Letters to the Editor

A few words about multiple choice tests: An open letter to the American Board of Thoracic Surgery

Francis Robicsek, MD, PhD

Department of Thoracic and Cardiovascular Surgery, Carolinas Medical Center,
Charlotte, NC 28232

To the Editor:

I hate multiple choice tests more than I hate cheap Scotch.—Stephen Madden

Everybody's taking multiple choice tests. We use them to prove our professional readiness, to attest our education, to flaunt our intellectual prowess, whatever.

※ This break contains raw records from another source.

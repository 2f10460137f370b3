//! Ship vs asteroid overlap tests
//!
//! Sprites are approximated by a box or an inscribed circle centered on
//! the entity position. Silhouette-accurate shapes are out of scope; the
//! approximation is slightly generous at box corners.

use glam::Vec2;

use super::state::{Asteroid, Ship};
use crate::config::BoundingShape;

/// Axis-aligned bounding box
#[derive(Debug, Clone, Copy, PartialEq)]
pub struct Aabb {
    pub min: Vec2,
    pub max: Vec2,
}

impl Aabb {
    /// Box of `size` centered on `center`
    pub fn from_center(center: Vec2, size: Vec2) -> Self {
        let half = size * 0.5;
        Self {
            min: center - half,
            max: center + half,
        }
    }

    /// Strict overlap; boxes that only touch along an edge do not count
    pub fn overlaps(&self, other: &Aabb) -> bool {
        self.min.x < other.max.x
            && other.min.x < self.max.x
            && self.min.y < other.max.y
            && other.min.y < self.max.y
    }
}

/// Strict overlap of two circles
#[inline]
pub fn circles_overlap(a: Vec2, ra: f32, b: Vec2, rb: f32) -> bool {
    let reach = ra + rb;
    a.distance_squared(b) < reach * reach
}

/// Whether two sprite-sized bodies overlap under `shape`
pub fn bodies_overlap(shape: BoundingShape, a: Vec2, a_size: Vec2, b: Vec2, b_size: Vec2) -> bool {
    match shape {
        BoundingShape::Aabb => Aabb::from_center(a, a_size).overlaps(&Aabb::from_center(b, b_size)),
        BoundingShape::Circle => {
            circles_overlap(a, a_size.min_element() * 0.5, b, b_size.min_element() * 0.5)
        }
    }
}

/// Ids of every asteroid currently touching the ship, in id order
pub fn ship_contacts(ship: &Ship, asteroids: &[Asteroid], shape: BoundingShape) -> Vec<u32> {
    asteroids
        .iter()
        .filter(|a| bodies_overlap(shape, ship.pos, ship.size, a.pos, a.size))
        .map(|a| a.id)
        .collect()
}
//! Asteroid rain simulation
//!
//! Each tick runs spawner, motion, ship/asteroid overlap and culling in that
//! order against the entity store. Draws go through `RandomSource` and
//! asteroids are visited by id, so a seed plus the move commands replays a
//! session exactly.

pub mod collision;
pub mod motion;
pub mod rng;
pub mod score;
pub mod spawner;
pub mod state;
pub mod tick;

pub use collision::{Aabb, bodies_overlap, circles_overlap, ship_contacts};
pub use rng::{PcgSource, RandomSource, RngState, ScriptedSource};
pub use score::ScoreTracker;
pub use spawner::{SpawnRequest, Spawner};
pub use state::{Asteroid, AsteroidVariant, EntityStore, GameEvent, GameState, Glide, Ship};
pub use tick::{TickInput, tick};
//! Error taxonomy for the pick lifecycle.
//!
//! `PickError` is what callers of the store, the engine and the results book
//! see. Backend failures have their own type (`BackendError`, in
//! `store::backend`) because the store recovers from most of them locally.

use thiserror::Error;

pub type PickResult<T> = Result<T, PickError>;

#[derive(Debug, Clone, PartialEq, Eq, Error)]
pub enum PickError {
    /// Contestant is not one of the contest's two contestants, or a method
    /// was supplied without a contestant.
    #[error("invalid selection for fight {contest_id}: {reason}")]
    InvalidSelection { contest_id: String, reason: String },

    /// Write attempted at or after the event's lock instant.
    #[error("picks for event {event_id} are locked")]
    Locked { event_id: String },

    /// Submit attempted before every required pick is complete.
    #[error("picks incomplete: {completed}/{required} completed")]
    Incomplete { completed: usize, required: usize },

    /// Backend unreachable and the fallback cache has nothing to serve.
    #[error("pick store unavailable: {0}")]
    StoreUnavailable(String),

    /// Catalog or identity collaborator failed; no draft can be built.
    #[error("cannot load event {event_id}: {reason}")]
    CatalogUnavailable { event_id: String, reason: String },

    #[error("user is not authenticated")]
    Unauthenticated,

    #[error("fight {contest_id} is not part of event {event_id}")]
    UnknownContest { event_id: String, contest_id: String },

    #[error("result for fight {contest_id} has already been published")]
    OutcomeAlreadyPublished { contest_id: String },

    #[error("invalid result for fight {contest_id}: {reason}")]
    InvalidOutcome { contest_id: String, reason: String },
}

impl PickError {
    pub fn invalid_selection(contest_id: &str, reason: impl Into<String>) -> Self {
        PickError::InvalidSelection {
            contest_id: contest_id.to_string(),
            reason: reason.into(),
        }
    }

    /// Errors the caller may retry later without changing its input.
    pub fn is_transient(&self) -> bool {
        matches!(
            self,
            PickError::StoreUnavailable(_) | PickError::CatalogUnavailable { .. }
        )
    }
}
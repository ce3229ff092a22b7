//! In-process pick backend.
//!
//! Used when no database is configured and in tests, where the availability
//! switch simulates an unreachable backend.

use super::backend::{BackendError, PickBackend};
use crate::models::{storage_key, Pick, UserEventPicks};
use async_trait::async_trait;
use chrono::{DateTime, Utc};
use parking_lot::RwLock;
use std::collections::HashMap;
use std::sync::atomic::{AtomicBool, AtomicU64, Ordering};

#[derive(Debug)]
pub struct MemoryPickBackend {
    records: RwLock<HashMap<String, UserEventPicks>>,
    available: AtomicBool,
    writes: AtomicU64,
}

impl Default for MemoryPickBackend {
    fn default() -> Self {
        Self::new()
    }
}

impl MemoryPickBackend {
    pub fn new() -> Self {
        Self {
            records: RwLock::new(HashMap::new()),
            available: AtomicBool::new(true),
            writes: AtomicU64::new(0),
        }
    }

    pub fn set_available(&self, available: bool) {
        self.available.store(available, Ordering::SeqCst);
    }

    pub fn record_count(&self) -> usize {
        self.records.read().len()
    }

    /// Successful writes since creation.
    pub fn write_count(&self) -> u64 {
        self.writes.load(Ordering::SeqCst)
    }

    fn check(&self) -> Result<(), BackendError> {
        if self.available.load(Ordering::SeqCst) {
            Ok(())
        } else {
            Err(BackendError::Unreachable("connection refused".to_string()))
        }
    }
}

#[async_trait]
impl PickBackend for MemoryPickBackend {
    async fn fetch(
        &self,
        user_id: &str,
        event_id: &str,
    ) -> Result<Option<UserEventPicks>, BackendError> {
        self.check()?;
        Ok(self.records.read().get(&storage_key(user_id, event_id)).cloned())
    }

    async fn upsert_pick(
        &self,
        user_id: &str,
        event_id: &str,
        contest_id: &str,
        pick: &Pick,
        at: DateTime<Utc>,
    ) -> Result<UserEventPicks, BackendError> {
        self.check()?;
        let mut records = self.records.write();
        let record = records
            .entry(storage_key(user_id, event_id))
            .or_insert_with(|| UserEventPicks::empty(user_id, event_id, at));
        record.set_pick(contest_id, pick.clone(), at);
        self.writes.fetch_add(1, Ordering::SeqCst);
        Ok(record.clone())
    }

    async fn replace(&self, record: &UserEventPicks) -> Result<UserEventPicks, BackendError> {
        self.check()?;
        self.records
            .write()
            .insert(storage_key(&record.user_id, &record.event_id), record.clone());
        self.writes.fetch_add(1, Ordering::SeqCst);
        Ok(record.clone())
    }

    async fn list_for_event(&self, event_id: &str) -> Result<Vec<UserEventPicks>, BackendError> {
        self.check()?;
        let mut records: Vec<UserEventPicks> = self
            .records
            .read()
            .values()
            .filter(|r| r.event_id == event_id)
            .cloned()
            .collect();
        records.sort_by(|a, b| a.user_id.cmp(&b.user_id));
        Ok(records)
    }

    async fn remove(&self, user_id: &str, event_id: &str) -> Result<bool, BackendError> {
        self.check()?;
        Ok(self.records.write().remove(&storage_key(user_id, event_id)).is_some())
    }

    async fn ping(&self) -> Result<(), BackendError> {
        self.check()
    }
}

#[cfg(test)]
mod tests {
    use super::*;

    #[tokio::test]
    async fn test_upsert_creates_then_updates_one_record() {
        let backend = MemoryPickBackend::new();
        let now = Utc::now();
        backend
            .upsert_pick("u1", "ufc-300", "f1", &Pick::fighter("a"), now)
            .await
            .unwrap();
        let record = backend
            .upsert_pick("u1", "ufc-300", "f2", &Pick::complete("c", "KO"), now)
            .await
            .unwrap();

        assert_eq!(record.picks.len(), 2);
        assert_eq!(backend.record_count(), 1);
        assert_eq!(backend.write_count(), 2);
    }

    #[tokio::test]
    async fn test_unavailable_backend_errors() {
        let backend = MemoryPickBackend::new();
        backend.set_available(false);
        let err = backend.fetch("u1", "ufc-300").await.unwrap_err();
        assert!(err.is_retriable());
        assert!(backend.ping().await.is_err());
    }
}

Why do we use multiple choice tests? Some malicious contenders may state that they are used because some of our examinees might be able to make a checkmark but are unable to give an intelligent answer in their own words. Probably there is some truth to that. On the other hand, multiple choice tests do allow us to provide a uniform and unbiased grading, as well as anonymity. They also let us rely on a computerized evaluation to establish a uniform passing-failing rate. Multiple choice tests are simple and easy to handle, and they do reflect knowledge or lack of the same.

So what is the problem? The truth is that multiple choice questions as they are administered at our specialty board examinations are basically unfair. More often than not, multiple questions presented to our applicants are either "too close" or "too far." If they are too close, they are unfair because for a reasonable examinee more than one of the answers could be either valid or "very close to being valid."

For example: What is the first step to be taken to treat an acute occlusion of the femoral artery?

  1. Perform an angiogram
  2. Perform Doppler studies
  3. Take the patient to the operating room and explore the femoral artery without further ado
  4. All of the above

If we designate one of the above as the proper answer, the person examined is put in a highly unfair position because all the answers may be reasonably chosen as the right one.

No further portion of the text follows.